SUPPLIED MATERIAL:
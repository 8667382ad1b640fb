pub mod assessment;
pub mod init;
pub mod schedule;
pub mod show;
pub mod topic;
pub mod unit;

pub use assessment::{assessment, AssessmentCommand};
pub use init::{init, InitArgs};
pub use schedule::{schedule, ScheduleCommand};
pub use show::{progress, show};
pub use topic::{topic, TopicCommand};
pub use unit::{unit, UnitCommand};

use crate::config::Config;
use crate::surface::TerminalSurface;
use anyhow::Result;
use std::sync::Arc;
use syllabus_editor::{Document, DocumentEditor, JsonFileBackend, PersistenceBackend};

/// Settings shared by every editing command
pub struct Context {
    pub cwd: String,
    pub config: Config,
    pub document_id: String,
    pub assume_yes: bool,
}

impl Context {
    pub fn load(cwd: &str, document_id: String, assume_yes: bool) -> Result<Self> {
        Ok(Self {
            cwd: cwd.to_string(),
            config: Config::load(cwd)?,
            document_id,
            assume_yes,
        })
    }

    fn backend(&self) -> Arc<JsonFileBackend> {
        Arc::new(JsonFileBackend::new(self.config.get_data_dir(&self.cwd)))
    }

    /// Open the syllabus, creating an empty one the first time
    pub async fn open_editor(&self, surface: Arc<TerminalSurface>) -> Result<DocumentEditor> {
        let backend = self.backend();
        if !backend.exists(&self.document_id).await {
            backend.save(&self.document_id, &Document::new()).await?;
            tracing::info!(document_id = %self.document_id, "created empty syllabus");
        }

        let editor = DocumentEditor::open(
            self.document_id.clone(),
            backend,
            surface,
            self.config.editor.clone(),
        )
        .await?;
        Ok(editor)
    }
}

/// Open the editor quietly, run one edit, save and close.
///
/// Views touched by the edit are printed as the editor re-renders them.
pub async fn run_edit<F>(ctx: &Context, edit: F) -> Result<()>
where
    F: FnOnce(&DocumentEditor, &TerminalSurface) -> Result<()>,
{
    let surface = Arc::new(TerminalSurface::new(ctx.assume_yes));
    surface.set_muted(true);
    let editor = ctx.open_editor(surface.clone()).await?;
    surface.set_muted(false);

    let result = edit(&editor, &*surface);

    match &result {
        Ok(()) if editor.is_dirty() => {
            if let Err(e) = editor.save_now().await {
                editor.close().await;
                return Err(e.into());
            }
        }
        Ok(()) => {}
        Err(_) => {
            // A failed command stores nothing, not even its earlier steps
            surface.set_muted(true);
            let _ = editor.load().await;
        }
    }

    // Nothing is dirty here, so close never prompts
    editor.close().await;
    result
}

#[cfg(test)]
mod tests {
    use super::*;

    fn context(dir: &tempfile::TempDir) -> Context {
        Context::load(&dir.path().display().to_string(), "bio-7".to_string(), true).unwrap()
    }

    #[tokio::test]
    async fn test_run_edit_creates_and_saves() {
        let dir = tempfile::tempdir().unwrap();
        let ctx = context(&dir);

        run_edit(&ctx, |editor, _surface| {
            editor.add_topic("Cells", "", 2.0, syllabus_editor::Difficulty::Easy)?;
            editor.add_unit()?;
            Ok(())
        })
        .await
        .unwrap();

        let stored = ctx.backend().load("bio-7").await.unwrap();
        assert_eq!(stored.topics.len(), 1);
        assert_eq!(stored.units.len(), 1);
    }

    #[tokio::test]
    async fn test_run_edit_rejected_edit_is_not_saved() {
        let dir = tempfile::tempdir().unwrap();
        let ctx = context(&dir);

        let result = run_edit(&ctx, |editor, _surface| {
            editor.add_unit()?;
            editor.delete_topic(4)?;
            Ok(())
        })
        .await;

        assert!(result.is_err());
        let stored = ctx.backend().load("bio-7").await.unwrap();
        assert!(stored.units.is_empty());
    }
}
impl DocumentEditor {
    /// Create an editor in `Loading` with an empty document.
    ///
    /// Must be called from within a Tokio runtime; the autosave timers are
    /// spawned on it. Call [`load`](Self::load) to fetch the content.
    pub fn new(
        document_id: impl Into<String>,
        backend: Arc<dyn PersistenceBackend>,
        surface: Arc<dyn RenderSurface>,
        config: EditorConfig,
    ) -> Result<Self, EditorError> {
        let handle = Handle::try_current().map_err(|e| EditorError::Runtime(e.to_string()))?;

        let inner = Arc::new(EditorInner {
            document_id: document_id.into(),
            backend,
            surface,
            core: Mutex::new(EditorCore {
                document: Document::new(),
                state: EditorState::Loading,
                revision: 0,
                saved_revision: 0,
                autosave_pending: false,
            }),
            save_gate: tokio::sync::Mutex::new(()),
            scheduler: Mutex::new(None),
            config,
        });

        let scheduler = AutosaveScheduler::spawn(
            &handle,
            Arc::downgrade(&inner),
            inner.config.debounce(),
            inner.config.heartbeat(),
        );
        *inner.lock_scheduler() = Some(scheduler);

        Ok(Self { inner })
    }

    /// Create an editor and load its document
    pub async fn open(
        document_id: impl Into<String>,
        backend: Arc<dyn PersistenceBackend>,
        surface: Arc<dyn RenderSurface>,
        config: EditorConfig,
    ) -> Result<Self, EditorError> {
        let editor = Self::new(document_id, backend, surface, config)?;
        editor.load().await?;
        Ok(editor)
    }

    /// Fetch the document from the backend and re-render every view.
    ///
    /// On failure the document is reset to empty and the editor moves to
    /// `LoadFailed`. Can be called again to retry, or from `Ready` to
    /// discard local changes.
    pub async fn load(&self) -> Result<Document, EditorError> {
        let inner = &self.inner;
        {
            let mut core = inner.lock_core();
            if core.state == EditorState::Closed {
                return Err(EditorError::Closed);
            }
            core.state = EditorState::Loading;
        }

        let _gate = inner.save_gate.lock().await;
        tracing::info!(document_id = %inner.document_id, "loading document");
        let result = inner.backend.load(&inner.document_id).await;

        let mut core = inner.lock_core();
        if core.state == EditorState::Closed {
            return Err(EditorError::Closed);
        }
        core.revision = 0;
        core.saved_revision = 0;
        core.autosave_pending = false;

        match result {
            Ok(mut document) => {
                document.normalize();
                core.document = document;
                core.state = EditorState::Ready;
                render_all(&*inner.surface, &core.document);
                tracing::info!(
                    document_id = %inner.document_id,
                    topics = core.document.topics.len(),
                    units = core.document.units.len(),
                    "document loaded"
                );
                Ok(core.document.clone())
            }
            Err(e) => {
                core.document = Document::new();
                core.state = EditorState::LoadFailed;
                tracing::error!(document_id = %inner.document_id, error = %e, "failed to load document");
                inner
                    .surface
                    .notify(&format!("Failed to load syllabus content: {e}"), Severity::Error);
                Err(e.into())
            }
        }
    }

    /// Apply a mutation, re-render the affected views and restart the
    /// debounce timer.
    ///
    /// A rejected mutation leaves the document and dirty state unchanged and
    /// is reported to the surface as a warning.
    pub fn apply(&self, mutation: Mutation) -> Result<Applied, EditorError> {
        let inner = &self.inner;
        let mut core = inner.lock_core();
        core.ensure_ready()?;

        let applied = match mutation.apply(&mut core.document) {
            Ok(applied) => applied,
            Err(e) => {
                tracing::warn!(
                    document_id = %inner.document_id,
                    mutation = mutation.name(),
                    error = %e,
                    "mutation rejected"
                );
                inner.surface.notify(&e.to_string(), Severity::Warning);
                return Err(e.into());
            }
        };

        if !applied.is_change() {
            tracing::debug!(mutation = mutation.name(), "mutation had no effect");
            return Ok(applied);
        }

        core.revision += 1;
        for &view in mutation.affected_views() {
            render_view(&*inner.surface, &core.document, view);
        }
        tracing::debug!(
            document_id = %inner.document_id,
            mutation = mutation.name(),
            revision = core.revision,
            "mutation applied"
        );
        drop(core);

        inner.touch();
        Ok(applied)
    }

    pub fn add_topic(
        &self,
        name: impl Into<String>,
        description: impl Into<String>,
        duration_hours: f64,
        difficulty: Difficulty,
    ) -> Result<Topic, EditorError> {
        let mutation = Mutation::AddTopic {
            name: name.into(),
            description: description.into(),
            duration_hours,
            difficulty,
        };
        match self.apply(mutation)? {
            Applied::Topic(topic) => Ok(topic),
            other => unreachable!("add_topic produced {other:?}"),
        }
    }

    pub fn update_topic(&self, index: usize, patch: TopicPatch) -> Result<(), EditorError> {
        self.apply(Mutation::UpdateTopic { index, patch }).map(drop)
    }

    /// No-op when `index` is out of range
    pub fn toggle_topic_completion(&self, index: usize) -> Result<(), EditorError> {
        self.apply(Mutation::ToggleTopicCompletion { index }).map(drop)
    }

    /// Caller must have confirmed the deletion
    pub fn delete_topic(&self, index: usize) -> Result<(), EditorError> {
        self.apply(Mutation::DeleteTopic { index }).map(drop)
    }

    pub fn reorder_topic(&self, from: usize, to: usize) -> Result<(), EditorError> {
        self.apply(Mutation::ReorderTopic { from, to }).map(drop)
    }

    pub fn add_unit(&self) -> Result<Unit, EditorError> {
        match self.apply(Mutation::AddUnit)? {
            Applied::Unit(unit) => Ok(unit),
            other => unreachable!("add_unit produced {other:?}"),
        }
    }

    pub fn update_unit(&self, index: usize, patch: UnitPatch) -> Result<(), EditorError> {
        self.apply(Mutation::UpdateUnit { index, patch }).map(drop)
    }

    /// Caller must have confirmed the deletion
    pub fn delete_unit(&self, index: usize) -> Result<(), EditorError> {
        self.apply(Mutation::DeleteUnit { index }).map(drop)
    }

    pub fn assign_topic_to_unit(&self, unit_index: usize, topic_index: usize) -> Result<(), EditorError> {
        self.apply(Mutation::AssignTopicToUnit {
            unit_index,
            topic_index,
        })
        .map(drop)
    }

    /// Removing a reference the unit does not have is a no-op
    pub fn remove_topic_from_unit(&self, unit_index: usize, topic_index: usize) -> Result<(), EditorError> {
        self.apply(Mutation::RemoveTopicFromUnit {
            unit_index,
            topic_index,
        })
        .map(drop)
    }

    pub fn add_assessment_method(&self) -> Result<(), EditorError> {
        self.apply(Mutation::AddAssessmentMethod).map(drop)
    }

    pub fn update_assessment_method(
        &self,
        index: usize,
        patch: AssessmentMethodPatch,
    ) -> Result<(), EditorError> {
        self.apply(Mutation::UpdateAssessmentMethod { index, patch })
            .map(drop)
    }

    /// Caller must have confirmed the deletion
    pub fn delete_assessment_method(&self, index: usize) -> Result<(), EditorError> {
        self.apply(Mutation::DeleteAssessmentMethod { index }).map(drop)
    }

    pub fn set_schedule(&self, schedule: Schedule) -> Result<(), EditorError> {
        self.apply(Mutation::SetSchedule { schedule }).map(drop)
    }

    /// Save regardless of dirty state.
    ///
    /// Waits for any save already in flight instead of running beside it.
    pub async fn save_now(&self) -> Result<SaveAck, EditorError> {
        let inner = &self.inner;
        inner.lock_core().ensure_ready()?;

        let _gate = inner.save_gate.lock().await;
        let result = inner.persist(SaveTrigger::Explicit).await;
        inner.drain_pending().await;
        result
    }

    /// Tear the editor down.
    ///
    /// Both timers are stopped first. With unsaved changes the surface is
    /// asked whether to save; the editor ends up `Closed` either way.
    pub async fn close(&self) -> CloseOutcome {
        let inner = &self.inner;
        if inner.lock_core().state == EditorState::Closed {
            return CloseOutcome::Clean;
        }

        inner.stop_timers().await;

        let dirty = {
            let core = inner.lock_core();
            core.state == EditorState::Ready && core.is_dirty()
        };

        let outcome = if !dirty {
            CloseOutcome::Clean
        } else if inner.surface.confirm(UNSAVED_CHANGES_PROMPT) {
            let _gate = inner.save_gate.lock().await;
            match inner.persist(SaveTrigger::Close).await {
                Ok(ack) => CloseOutcome::Saved(ack),
                Err(EditorError::Save(e)) => CloseOutcome::SaveFailed(e),
                Err(other) => CloseOutcome::SaveFailed(SaveError::Rejected(other.to_string())),
            }
        } else {
            CloseOutcome::Discarded
        };

        inner.lock_core().state = EditorState::Closed;
        tracing::info!(document_id = %inner.document_id, ?outcome, "editor closed");
        outcome
    }

    pub fn document_id(&self) -> &str {
        &self.inner.document_id
    }

    pub fn config(&self) -> &EditorConfig {
        &self.inner.config
    }

    pub fn state(&self) -> EditorState {
        self.inner.lock_core().state
    }

    /// Unsaved mutations since the last successful save
    pub fn is_dirty(&self) -> bool {
        self.inner.lock_core().is_dirty()
    }

    pub fn revision(&self) -> u64 {
        self.inner.lock_core().revision
    }

    /// Copy of the current document
    pub fn document(&self) -> Document {
        self.inner.lock_core().document.clone()
    }

    /// Read the current document without copying it
    pub fn with_document<R>(&self, f: impl FnOnce(&Document) -> R) -> R {
        f(&self.inner.lock_core().document)
    }

    pub fn progress(&self) -> Progress {
        self.with_document(Progress::of)
    }
}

TASK GOAL:
Where the word "crate" shows up in a line of the records above, count that line; then give the count by itself.

ANSWER BELOW:
2